1. Field of the Invention
The present invention relates to an internal absolute laser emission wavelength calibration method and apparatus, and particularly to a laser having a discharge chamber wherein a molecular species is introduced, e.g., carbon- or oxygen-containing molecules, which reacts to form photoabsorbing species, such as atomic carbon or molecular oxygen, having one or more photoabsorption lines within the output emission spectrum of the laser, e.g., an ArF-excimer laser emitting around 193 nm, for calibrating an absolute wavelength of the laser output emission.
2. Discussion of the Related Art
The formation of structures in the range of 100 nm by employing optical microlithography requires deep ultraviolet (DUV) light sources as exposure tools. Today, one of the most efficient light sources in this spectral range is the Argon Fluoride (ArF)-excimer laser emitting light around a wavelength of 193.3 nm and having a bandwidth (FWHM) of approximately 430 pm. KrF-excimer lasers emitting around 248 nm are also widely used. F.sub.2 -excimer lasers emitting around 157 nm are coming into use and are believed to become more widely used as the formation of smaller structures on silicon substrates is desired.
Resolvable structures are generally formable if their sizes are approximately on the order of the emission wavelength of the photolithographic radiation source being used, or larger. Special techniques have thus been developed to enable the formation of structures half the size of the source wavelength. A first technique uses refractive imaging optics to deliver the light from the excimer laser to the substrate for processing. In this technique, exposure of wafer substrates is carried out by using a complex system of lenses. This high resolution imaging process uses a drastically narrowed emission bandwidth for exposure to reduce dispersion effects otherwise associated with the refractive elements. Typical bandwidths (FWHM) used are less than 0.6 pm.
Additionally, the imaging optics used in this first technique are particularly selected for use with the output emission wavelengths of the radiation source. The optical system employs precise wavelength calibration having an accuracy within around .+-.0.1 pm together with an absolute wavelength stability within .+-.0.1 pm.
A second technique for reducing the resolvable size of structures formed on a silicon substrate employs reflective optical elements for the imaging process. This catadioptric technique has greater bandwidth flexibility, and typical bandwidths used are in the range of 25-50 pm.

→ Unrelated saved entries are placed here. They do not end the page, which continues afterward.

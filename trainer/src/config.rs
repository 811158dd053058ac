use crate::course::{Action, CourseConfig, SENSOR_COUNT};
use crate::errors::TrainerError;

use dinoneat::PopulationConfig;
use dinoneat_nn::genomics::GeneticConfig;
use serde::{Deserialize, Serialize};

use std::fs;
use std::path::Path;

/// Everything a training run needs, as read from a RON file.
#[derive(Clone, Debug, PartialEq, Serialize, Deserialize)]
pub struct TrainerConfig {
    pub population: PopulationConfig,
    pub genetic: GeneticConfig,
    pub course: CourseConfig,
    /// Seeds of the courses every genome runs.
    pub course_seeds: Vec<u64>,
    /// Fitness bonus per obstacle cleared.
    pub obstacle_reward: f32,
    pub generations: usize,
    /// Training stops early once the champion reaches this fitness.
    #[serde(default)]
    pub target_fitness: Option<f32>,
    /// Generations between population saves, if saving.
    #[serde(default)]
    pub save_interval: Option<usize>,
}

impl TrainerConfig {
    /// Reads and validates a configuration file.
    pub fn load(path: &Path) -> Result<TrainerConfig, TrainerError> {
        let text = fs::read_to_string(path).map_err(|source| TrainerError::Io {
            path: path.to_path_buf(),
            source,
        })?;
        let config: TrainerConfig = ron::from_str(&text).map_err(|source| TrainerError::Parse {
            path: path.to_path_buf(),
            source,
        })?;
        config.validate()?;
        Ok(config)
    }

    pub fn validate(&self) -> Result<(), TrainerError> {
        self.population.validate()?;
        self.genetic.validate()?;

        let (inputs, outputs) = (
            self.genetic.input_count.get(),
            self.genetic.output_count.get(),
        );
        if inputs != SENSOR_COUNT || outputs != Action::ALL.len() {
            return Err(TrainerError::NetworkShape {
                expected_inputs: SENSOR_COUNT,
                expected_outputs: Action::ALL.len(),
                inputs,
                outputs,
            });
        }

        let course = &self.course;
        if !(0.0..=1.0).contains(&course.airborne_chance) {
            return Err(TrainerError::Course {
                parameter: "airborne_chance",
                reason: "must be in [0.0, 1.0]",
            });
        }
        if !(course.initial_speed > 0.0 && course.initial_speed <= course.max_speed) {
            return Err(TrainerError::Course {
                parameter: "initial_speed",
                reason: "must be positive and at most max_speed",
            });
        }
        if !(course.acceleration >= 0.0) {
            return Err(TrainerError::Course {
                parameter: "acceleration",
                reason: "must be non-negative",
            });
        }
        if self.course_seeds.is_empty() {
            return Err(TrainerError::Course {
                parameter: "course_seeds",
                reason: "at least one course is required",
            });
        }
        Ok(())
    }
}

#[cfg(test)]
mod tests {
    use super::*;

    const DEFAULT_CONFIG: &str = include_str!("../config.ron");

    fn default_config() -> TrainerConfig {
        ron::from_str(DEFAULT_CONFIG).unwrap()
    }

    #[test]
    fn shipped_config_is_valid() {
        let config = default_config();
        assert!(config.validate().is_ok());
        assert_eq!(config.genetic.input_count.get(), SENSOR_COUNT);
        assert!(config.genetic.bias);
    }

    #[test]
    fn network_shape_must_match_course() {
        let mut config = default_config();
        config.genetic.output_count = std::num::NonZeroUsize::new(2).unwrap();
        assert!(matches!(
            config.validate(),
            Err(TrainerError::NetworkShape { outputs: 2, .. })
        ));
    }

    #[test]
    fn course_parameters_are_checked() {
        let mut config = default_config();
        config.course.airborne_chance = 1.5;
        assert!(matches!(
            config.validate(),
            Err(TrainerError::Course {
                parameter: "airborne_chance",
                ..
            })
        ));

        let mut config = default_config();
        config.course_seeds.clear();
        assert!(config.validate().is_err());
    }

    #[test]
    fn engine_config_errors_surface() {
        let mut config = default_config();
        config.population.elitism = config.population.size.get();
        assert!(matches!(config.validate(), Err(TrainerError::Config(_))));
    }

    #[test]
    fn missing_file_is_reported() {
        let error = TrainerConfig::load(Path::new("does/not/exist.ron")).unwrap_err();
        assert!(matches!(error, TrainerError::Io { .. }));
        assert!(error.to_string().contains("does/not/exist.ron"));
    }
}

To better enable precise wavelength selection for lithography, the emission wavelength of the exposure source, e.g., an excimer laser, is calibrated regularly. This calibration can be performed by tuning the narrowed excimer laser emission wavelength through a known absorption or inter-level transition line of, e.g., an atomic or molecular material filling a sealed module and having one or more resolvable absorption lines around the emission wavelength of the laser. An absorption or inter-level transition is detected, e.g., by a defined change in detected signal intensity through the material or an opto-galvanically modified potential difference between two points within the module. The laser is then tuned to a known absolute wavelength because the absolute wavelength of the absorption or inter-level transition line is known and any tuned offset of the laser output emission wavelength therefrom is substantially determinable.
Each of these techniques undesirably uses an additional sealed gas-filled module to perform absolute wavelength calibration. The additional module increases the size of a laser arrangement employing the calibration technique. Alignment of the module and supply and maintenance of the module and its peripheral monitoring equipment unsatisfactorily consume space, time and cost.